EXERCISE INPUTS below:
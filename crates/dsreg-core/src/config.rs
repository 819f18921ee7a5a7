//! Construction-time configuration for [`crate::DisjointSetRegistry`].

/// Capacity used when no explicit maximum is configured.
///
/// Matches the fixed node table of earlier union-find implementations.
pub const DEFAULT_MAX_NODES: usize = 1024;

// ---------------------------------------------------------------------------
// AlreadyUnifiedPolicy
// ---------------------------------------------------------------------------

/// What `union` does when both operands already resolve to the same root.
#[derive(Debug, Clone, Copy, PartialEq, Eq, Default)]
pub enum AlreadyUnifiedPolicy {
    /// Treat the call as a no-op and return the shared root (default).
    #[default]
    Ignore,
    /// Return [`crate::RegistryError::AlreadyUnified`] without touching state.
    Reject,
}

// ---------------------------------------------------------------------------
// RegistryConfig
// ---------------------------------------------------------------------------

/// Configuration for a disjoint-set registry.
#[derive(Debug, Clone, PartialEq, Eq)]
pub struct RegistryConfig {
    /// Upper bound on the number of registered nodes. `None` lets the arena
    /// grow without limit.
    ///
    /// Default: `Some(DEFAULT_MAX_NODES)`.
    pub max_nodes: Option<usize>,

    /// Behaviour of `union` on operands that are already in one group.
    ///
    /// Default: [`AlreadyUnifiedPolicy::Ignore`].
    pub on_already_unified: AlreadyUnifiedPolicy,
}

impl Default for RegistryConfig {
    fn default() -> Self {
        Self {
            max_nodes: Some(DEFAULT_MAX_NODES),
            on_already_unified: AlreadyUnifiedPolicy::default(),
        }
    }
}

impl RegistryConfig {
    /// Returns a copy of this configuration bounded to `max_nodes` nodes.
    #[must_use]
    pub fn with_max_nodes(mut self, max_nodes: usize) -> Self {
        self.max_nodes = Some(max_nodes);
        self
    }

    /// Returns a copy of this configuration with the capacity limit lifted.
    #[must_use]
    pub fn unbounded(mut self) -> Self {
        self.max_nodes = None;
        self
    }

    /// Returns a copy of this configuration using `policy` for redundant unions.
    #[must_use]
    pub fn with_policy(mut self, policy: AlreadyUnifiedPolicy) -> Self {
        self.on_already_unified = policy;
        self
    }
}
//! Clap CLI definition: root struct, subcommands, and shared argument types.
use std::path::PathBuf;

use clap::{Parser, Subcommand, ValueEnum};

/// A CLI argument that is either a filesystem path or the stdin sentinel `"-"`.
///
/// Parsing `"-"` yields [`PathOrStdin::Stdin`]; anything else yields
/// [`PathOrStdin::Path`].
#[derive(Clone, Debug)]
pub enum PathOrStdin {
    /// Read from standard input.
    Stdin,
    /// Read from the given filesystem path.
    Path(PathBuf),
}

impl std::str::FromStr for PathOrStdin {
    type Err = std::convert::Infallible;

    fn from_str(s: &str) -> Result<Self, Self::Err> {
        if s == "-" {
            Ok(PathOrStdin::Stdin)
        } else {
            Ok(PathOrStdin::Path(PathBuf::from(s)))
        }
    }
}

impl PathOrStdin {
    /// Label used in error messages: `"-"` for stdin, otherwise the path.
    pub fn label(&self) -> String {
        match self {
            PathOrStdin::Stdin => "-".to_owned(),
            PathOrStdin::Path(path) => path.display().to_string(),
        }
    }
}

/// Output format for CLI commands.
#[derive(Clone, Copy, Debug, PartialEq, Eq, ValueEnum)]
pub enum OutputFormat {
    /// Plain text, one record per line (default).
    Human,
    /// A single JSON object on stdout.
    Json,
}

/// All top-level subcommands exposed by the `dsreg` binary.
#[derive(Subcommand)]
pub enum Command {
    /// Register four nodes, unite them pairwise, and print the parent links.
    Demo {
        /// Integer payload attached to every demo node.
        #[arg(long, default_value = "271828")]
        payload: i64,
    },

    /// Group the elements of an edge list into connected components.
    ///
    /// Each line holds `LEFT RIGHT`, or a single label for an isolated
    /// element. Blank lines and `#` comments are ignored.
    Components {
        /// Path to an edge list, or `-` for stdin.
        #[arg(value_name = "FILE")]
        file: PathOrStdin,
        /// Maximum number of distinct elements (default: unlimited).
        #[arg(long, env = "DSREG_MAX_NODES")]
        max_nodes: Option<usize>,
    },

    /// Compute a minimum spanning forest of a weighted edge list.
    ///
    /// Each line holds `LEFT RIGHT WEIGHT`, or a single label for an isolated
    /// element. Blank lines and `#` comments are ignored.
    Mst {
        /// Path to a weighted edge list, or `-` for stdin.
        #[arg(value_name = "FILE")]
        file: PathOrStdin,
    },
}

/// Root CLI struct for the `dsreg` binary.
///
/// Global flags are marked `global = true` so that clap propagates them to
/// every subcommand.
#[derive(Parser)]
#[command(
    name = "dsreg",
    version,
    about = "Disjoint-set registry CLI",
    long_about = "Disjoint-set (union-find) registry command-line tool.\n\
                  Runs the registry demonstration and groups or spans\n\
                  edge-list graphs with union-find."
)]
pub struct Cli {
    /// Active subcommand.
    #[command(subcommand)]
    pub command: Command,

    /// Output format: human (default) or json.
    #[arg(long, short = 'f', default_value = "human", global = true)]
    pub format: OutputFormat,

    /// Suppress all log output on stderr; error messages are still printed
    /// (incompatible with `--verbose`).
    #[arg(long, short = 'q', global = true, conflicts_with = "verbose")]
    pub quiet: bool,

    /// Increase stderr log verbosity; repeat for debug (`-vv`) and trace
    /// (`-vvv`) output.
    #[arg(
        long,
        short = 'v',
        global = true,
        action = clap::ArgAction::Count,
        conflicts_with = "quiet"
    )]
    pub verbose: u8,

    /// Maximum input file size in bytes.
    ///
    /// Can also be set via the `DSREG_MAX_FILE_SIZE` environment variable.
    /// Default: 268435456 (256 MB).
    #[arg(
        long,
        global = true,
        env = "DSREG_MAX_FILE_SIZE",
        default_value = "268435456"
    )]
    pub max_file_size: u64,
}
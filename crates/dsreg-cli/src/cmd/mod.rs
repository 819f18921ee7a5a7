/// Command module for the `dsreg` CLI.
///
/// Each submodule implements one subcommand. Its `run` function takes the
/// parsed arguments and returns `Ok(())` on success or a
/// [`crate::error::CliError`] on failure. Report construction is kept apart
/// from printing so it can be tested without spawning the binary.
pub mod components;
pub mod demo;
pub mod mst;

use std::io::Write;

use serde::Serialize;

use crate::cli::OutputFormat;
use crate::error::CliError;

/// Prints `report` to stdout as pretty JSON or through `human`.
fn emit<R, F>(format: OutputFormat, report: &R, human: F) -> Result<(), CliError>
where
    R: Serialize,
    F: FnOnce(&R) -> String,
{
    let stdout = std::io::stdout();
    let mut out = stdout.lock();
    write_report(&mut out, format, report, human)
}

fn write_report<W, R, F>(
    out: &mut W,
    format: OutputFormat,
    report: &R,
    human: F,
) -> Result<(), CliError>
where
    W: Write,
    R: Serialize,
    F: FnOnce(&R) -> String,
{
    let text = match format {
        OutputFormat::Human => human(report),
        OutputFormat::Json => {
            serde_json::to_string_pretty(report).map_err(|e| CliError::InternalError {
                detail: format!("JSON serialization failed: {e}"),
            })?
        }
    };
    if text.is_empty() {
        return Ok(());
    }
    writeln!(out, "{text}")
        .and_then(|()| out.flush())
        .map_err(|e| CliError::IoError {
            source: "stdout".to_owned(),
            detail: e.to_string(),
        })
}
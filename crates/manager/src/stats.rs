//! Dispatcher counters.

use std::sync::atomic::{AtomicU64, Ordering};

/// Counters updated by `post` and the sender loop.
#[derive(Debug, Default)]
pub struct ManagerStats {
    /// Messages accepted into the queue.
    pub posted: AtomicU64,
    /// Messages whose action (and callback) completed.
    pub sent: AtomicU64,
    /// Messages whose action or callback errored or panicked.
    pub failed: AtomicU64,
    /// Messages refused: unknown priority at post, or saturated pool under
    /// `Backpressure::Reject`.
    pub rejected: AtomicU64,
}

/// Point-in-time copy of [`ManagerStats`].
#[derive(Debug, Clone, Copy, PartialEq, Eq, Default)]
pub struct StatsSnapshot {
    pub posted: u64,
    pub sent: u64,
    pub failed: u64,
    pub rejected: u64,
}

impl StatsSnapshot {
    /// Messages that left the queue and reached a final outcome.
    pub fn completed(&self) -> u64 {
        self.sent + self.failed
    }
}

impl ManagerStats {
    pub fn snapshot(&self) -> StatsSnapshot {
        StatsSnapshot {
            posted: self.posted.load(Ordering::Relaxed),
            sent: self.sent.load(Ordering::Relaxed),
            failed: self.failed.load(Ordering::Relaxed),
            rejected: self.rejected.load(Ordering::Relaxed),
        }
    }

    pub(crate) fn record(counter: &AtomicU64) {
        counter.fetch_add(1, Ordering::Relaxed);
    }
}
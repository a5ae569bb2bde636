//! Service registry.

use crate::error::{LifecyclePhase, RegistryError, ServiceLifecycleError};
use crate::outbox::Outbox;
use crate::service::{Service, ServiceContext};
use courier_rpc::HandlerRegistry;
use parking_lot::RwLock;
use std::collections::BTreeMap;
use std::net::SocketAddr;
use std::sync::Arc;
use tracing::{info, info_span, warn, Span};

/// Services of one manager, keyed by name.
///
/// Services start in name order and stop in reverse name order.
pub struct ServiceRegistry {
    services: RwLock<BTreeMap<String, Arc<dyn Service>>>,
    outbox: Arc<Outbox>,
    handlers: Arc<HandlerRegistry>,
    listen_addr: Arc<RwLock<Option<SocketAddr>>>,
    span: Span,
}

impl ServiceRegistry {
    pub(crate) fn new(
        outbox: Arc<Outbox>,
        handlers: Arc<HandlerRegistry>,
        listen_addr: Arc<RwLock<Option<SocketAddr>>>,
        span: Span,
    ) -> Self {
        Self {
            services: RwLock::new(BTreeMap::new()),
            outbox,
            handlers,
            listen_addr,
            span,
        }
    }

    /// Register `service`: attach its context, wire its inbound handlers,
    /// and start it right away when `hot_start` is set.
    ///
    /// A name clash fails without touching the registry or the service. A
    /// failed hot start is logged and the service stays registered.
    pub fn add(&self, service: Arc<dyn Service>, hot_start: bool) -> Result<(), RegistryError> {
        let name = service.name().to_string();
        {
            let mut services = self.services.write();
            if services.contains_key(&name) {
                return Err(RegistryError::DuplicateService(name));
            }
            services.insert(name.clone(), service.clone());
        }

        let span = info_span!(parent: &self.span, "service", name = %name);
        service.attach(ServiceContext::new(
            self.outbox.clone(),
            self.listen_addr.clone(),
            service.priority(),
            span,
            Arc::downgrade(&service),
        ));
        service.clone().register_inbound(&self.handlers);

        info!(
            parent: &self.span,
            service = %name,
            priority = %service.priority(),
            "Service registered"
        );

        if hot_start {
            if let Err(e) = Self::start_one(&name, &service) {
                warn!(parent: &self.span, error = %e, "Hot start failed");
            }
        }
        Ok(())
    }

    pub fn get(&self, name: &str) -> Option<Arc<dyn Service>> {
        self.services.read().get(name).cloned()
    }

    /// Look up a service by name and downcast it to its concrete type.
    pub fn get_as<T: Service>(&self, name: &str) -> Option<Arc<T>> {
        self.get(name)?.as_any().downcast::<T>().ok()
    }

    pub fn contains(&self, name: &str) -> bool {
        self.services.read().contains_key(name)
    }

    /// Registered names, sorted.
    pub fn names(&self) -> Vec<String> {
        self.services.read().keys().cloned().collect()
    }

    pub fn len(&self) -> usize {
        self.services.read().len()
    }

    pub fn is_empty(&self) -> bool {
        self.services.read().is_empty()
    }

    /// Start every service. Failures are logged and returned; they do not stop
    /// the remaining services from starting.
    pub fn start_all(&self) -> Vec<ServiceLifecycleError> {
        let mut errors = Vec::new();
        for (name, service) in self.snapshot() {
            if let Err(e) = Self::start_one(&name, &service) {
                warn!(parent: &self.span, error = %e, "Service start failed");
                errors.push(e);
            }
        }
        errors
    }

    /// Stop every service, in reverse start order.
    pub fn stop_all(&self) -> Vec<ServiceLifecycleError> {
        let mut errors = Vec::new();
        for (name, service) in self.snapshot().into_iter().rev() {
            if let Err(source) = service.stop() {
                let e = ServiceLifecycleError {
                    service: name,
                    phase: LifecyclePhase::Stop,
                    source,
                };
                warn!(parent: &self.span, error = %e, "Service stop failed");
                errors.push(e);
            }
        }
        errors
    }

    fn start_one(name: &str, service: &Arc<dyn Service>) -> Result<(), ServiceLifecycleError> {
        service.start().map_err(|source| ServiceLifecycleError {
            service: name.to_string(),
            phase: LifecyclePhase::Start,
            source,
        })
    }

    // Hooks run outside the lock so a service may look up its peers.
    fn snapshot(&self) -> Vec<(String, Arc<dyn Service>)> {
        self.services
            .read()
            .iter()
            .map(|(name, service)| (name.clone(), service.clone()))
            .collect()
    }
}

impl std::fmt::Debug for ServiceRegistry {
    fn fmt(&self, f: &mut std::fmt::Formatter<'_>) -> std::fmt::Result {
        f.debug_struct("ServiceRegistry")
            .field("services", &self.names())
            .finish()
    }
}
End of EXERCISE INPUTS.
WHAT YOU HAVE TO DO:
Where a line in the records above contains the word "every", copy that line.

SOLUTION TO THIS TASK:
        /// Integer payload attached to every demo node.
/// every subcommand.
    /// Start every service. Failures are logged and returned; they do not stop
    /// Stop every service, in reverse start order.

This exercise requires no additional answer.